**Items listed in a dataset**.
'''

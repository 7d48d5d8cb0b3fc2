//! frontdesk - hospital website intake assistant
//!
//! A Rust backend implementing the CMC Vellore visitor intake dialog
//! and symptom-to-department routing.

mod api;
mod sessions;
mod state_machine;
mod text;
mod triage;

use api::{create_router, AppState};
use sessions::SessionStore;
use std::net::SocketAddr;
use std::sync::Arc;
use std::time::Duration;
use tower_http::{
    cors::{Any, CorsLayer},
    trace::TraceLayer,
};
use tracing_subscriber::{layer::SubscriberExt, util::SubscriberInitExt};

#[tokio::main]
async fn main() -> Result<(), Box<dyn std::error::Error>> {
    // Initialize logging
    tracing_subscriber::registry()
        .with(
            tracing_subscriber::EnvFilter::try_from_default_env()
                .unwrap_or_else(|_| "frontdesk=info,tower_http=debug".into()),
        )
        .with(
            tracing_subscriber::fmt::layer()
                .json()
                .with_current_span(false)
                .with_span_list(false),
        )
        .init();

    // Configuration
    let port: u16 = std::env::var("FRONTDESK_PORT")
        .ok()
        .and_then(|p| p.parse().ok())
        .unwrap_or(8000);

    let session_ttl: u64 = std::env::var("FRONTDESK_SESSION_TTL_SECS")
        .ok()
        .and_then(|t| t.parse().ok())
        .unwrap_or(3600);

    // interval(0) panics
    let sweep_interval: u64 = std::env::var("FRONTDESK_SWEEP_INTERVAL_SECS")
        .ok()
        .and_then(|t| t.parse().ok())
        .unwrap_or(60)
        .max(1);

    // Session store and eviction sweeper
    let sessions = Arc::new(SessionStore::new());
    sessions.clone().spawn_sweeper(
        Duration::from_secs(session_ttl),
        Duration::from_secs(sweep_interval),
    );
    tracing::info!(session_ttl, sweep_interval, "session store initialized");

    // Create application state
    let state = AppState::new(sessions);

    // Create router
    let cors = CorsLayer::new()
        .allow_origin(Any)
        .allow_methods(Any)
        .allow_headers(Any);

    let app = create_router(state)
        .layer(cors)
        .layer(TraceLayer::new_for_http());

    // Start server
    let addr = SocketAddr::from(([0, 0, 0, 0], port));
    tracing::info!("frontdesk listening on {}", addr);

    let listener = tokio::net::TcpListener::bind(addr).await?;
    axum::serve(listener, app).await?;

    Ok(())
}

'''

Word for word, restate each of the records above.

repository 7d48d5d8cb0b3fc2
//! frontdesk - hospital website intake assistant
//!
//! A Rust backend implementing the CMC Vellore visitor intake dialog
//! and symptom-to-department routing.

mod api;
mod sessions;
mod state_machine;
mod text;
mod triage;

use api::{create_router, AppState};
use sessions::SessionStore;
use std::net::SocketAddr;
use std::sync::Arc;
use std::time::Duration;
use tower_http::{
    cors::{Any, CorsLayer},
    trace::TraceLayer,
};
use tracing_subscriber::{layer::SubscriberExt, util::SubscriberInitExt};

#[tokio::main]
async fn main() -> Result<(), Box<dyn std::error::Error>> {
    // Initialize logging
    tracing_subscriber::registry()
        .with(
            tracing_subscriber::EnvFilter::try_from_default_env()
                .unwrap_or_else(|_| "frontdesk=info,tower_http=debug".into()),
        )
        .with(
            tracing_subscriber::fmt::layer()
                .json()
                .with_current_span(false)
                .with_span_list(false),
        )
        .init();

    // Configuration
    let port: u16 = std::env::var("FRONTDESK_PORT")
        .ok()
        .and_then(|p| p.parse().ok())
        .unwrap_or(8000);

    let session_ttl: u64 = std::env::var("FRONTDESK_SESSION_TTL_SECS")
        .ok()
        .and_then(|t| t.parse().ok())
        .unwrap_or(3600);

    // interval(0) panics
    let sweep_interval: u64 = std::env::var("FRONTDESK_SWEEP_INTERVAL_SECS")
        .ok()
        .and_then(|t| t.parse().ok())
        .unwrap_or(60)
        .max(1);

    // Session store and eviction sweeper
    let sessions = Arc::new(SessionStore::new());
    sessions.clone().spawn_sweeper(
        Duration::from_secs(session_ttl),
        Duration::from_secs(sweep_interval),
    );
    tracing::info!(session_ttl, sweep_interval, "session store initialized");

    // Create application state
    let state = AppState::new(sessions);

    // Create router
    let cors = CorsLayer::new()
        .allow_origin(Any)
        .allow_methods(Any)
        .allow_headers(Any);

    let app = create_router(state)
        .layer(cors)
        .layer(TraceLayer::new_for_http());

    // Start server
    let addr = SocketAddr::from(([0, 0, 0, 0], port));
    tracing::info!("frontdesk listening on {}", addr);

    let listener = tokio::net::TcpListener::bind(addr).await?;
    axum::serve(listener, app).await?;

    Ok(())
}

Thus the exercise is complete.